From: Paul Cockshott (wpc@DCS.GLA.AC.UK)
Date: Tue Nov 07 2006 - 08:25:20 EST

I have now made Dave Zachariah's new 18 country study of
profit rates and labour values available on the web.

This is his conclusion
We have found that market prices and labour value of industry outputs are
highly correlated for a fairly broad sample of economies covering different sizes,
levels of development and institutional structures. The results are in line with
similar studies done for the US, Britain, Greece, Italy, former Yugoslavia and
Mexico. (See Tsoul»dis and Maniatis [18].) The distribution of price-value ratios
remains narrow in relation to the distribution of profit rates and alternative
value bases and is broadly consistent with the prediction Farjoun and Machover
made some twenty years ago. The results for the alternatives indicate that the
empirical strength of labour is not a statistical artefact.
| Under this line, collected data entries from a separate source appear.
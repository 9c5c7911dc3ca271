//! What each subcommand does.

use crate::cli::ModelOverrides;
use crate::errors::AppError;
use easyvocab_enrichment::{Enricher, EnrichmentConfig, PromptBuilder};
use easyvocab_mcp::prelude::VocabMcpHandler;
use std::sync::Arc;

/// Reads `OPENROUTER_*` variables and applies flag overrides.
///
/// # Errors
/// Returns [`AppError::Config`] when a variable is malformed or the result
/// has no primary model.
pub fn load_config(overrides: &ModelOverrides) -> Result<EnrichmentConfig, AppError> {
    let mut config = EnrichmentConfig::from_env().map_err(|e| AppError::Config(e.to_string()))?;
    overrides.apply(&mut config);
    config.validate().map_err(|e| AppError::Config(e.to_string()))?;
    Ok(config)
}

/// Enriches `word` and renders the record as pretty JSON.
///
/// # Errors
/// Returns [`AppError::Enrich`] once every model has failed.
pub async fn enrich(config: EnrichmentConfig, word: &str) -> Result<String, AppError> {
    let enricher = Enricher::new(config)?;
    let info = enricher.enrich(word).await?;
    Ok(serde_json::to_string_pretty(&info)?)
}

/// The full prompt text for `word`, as a single-prompt model would receive it.
#[must_use]
pub fn render_prompt(config: &EnrichmentConfig, word: &str) -> String {
    PromptBuilder::new(&config.translation_language).build(word).render()
}

/// Builds the MCP handler serving `add_word`.
///
/// # Errors
/// Returns [`AppError::Enrich`] for an unusable configuration and
/// [`AppError::Server`] if the tool set cannot describe its tools.
pub async fn build_server(config: EnrichmentConfig) -> Result<VocabMcpHandler, AppError> {
    let enricher = Arc::new(Enricher::new(config)?);
    VocabMcpHandler::for_enricher(enricher)
        .await
        .map_err(|e| AppError::Server(e.to_string()))
}

/// Client configuration snippets for registering this binary.
///
/// # Errors
/// Returns [`AppError::Io`] if the executable path is unknown.
pub fn client_config_snippets(handler: &VocabMcpHandler) -> Result<String, AppError> {
    let config = handler.client_config()?;
    Ok(format!(
        "# JSON (mcpServers)\n{}\n\n# TOML\n{}",
        serde_json::to_string_pretty(&config.to_mcp_servers_json())?,
        config.to_toml()
    ))
}

/// Serves MCP over stdio until the client disconnects.
///
/// # Errors
/// Returns [`AppError::Server`] if the transport fails.
pub async fn serve(handler: VocabMcpHandler) -> Result<(), AppError> {
    handler
        .serve_stdio()
        .await
        .map_err(|e| AppError::Server(e.to_string()))
}
//! Thin client for OpenRouter's OpenAI-compatible `/chat/completions` API.
//!
//! One [`OpenRouterClient`] wraps a configured `reqwest` client; every call
//! maps transport and protocol failures onto [`OpenRouterError`] so callers
//! can decide what to retry.

pub mod client;
pub mod error;
pub mod types;

pub use client::OpenRouterClient;
pub use error::OpenRouterError;
pub use types::*;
Production price is not found to be a superior predictor of market price
and indeed deviates little from labour values. The equalisation of profit rates
does not appear to operate in the way assumed by the theory of production
prices: The distributions of profit rates were wide and showed no consistent
sign of narrowing over time. Whatever forces pushing profit rates closer, they
are always checked by counter-forces so profit rates should instead be thought
to conform to some statistical distribution when the economy is in a stable
condition. The profitability mechanism that pushes firms to move from low to
high return industry sectors is likely to operate on a longer time-scale than the
more immediate constraints imposed by the need to pay the wage-bill and by
technical conditions represented by the production matrix. Reducing the scale
of production in one sector while building up capital stocks in another is by
its nature a relatively slow process. These constraints explain why the simple
labour theory of value is better in accounts with empirical data than the theory
of production prices.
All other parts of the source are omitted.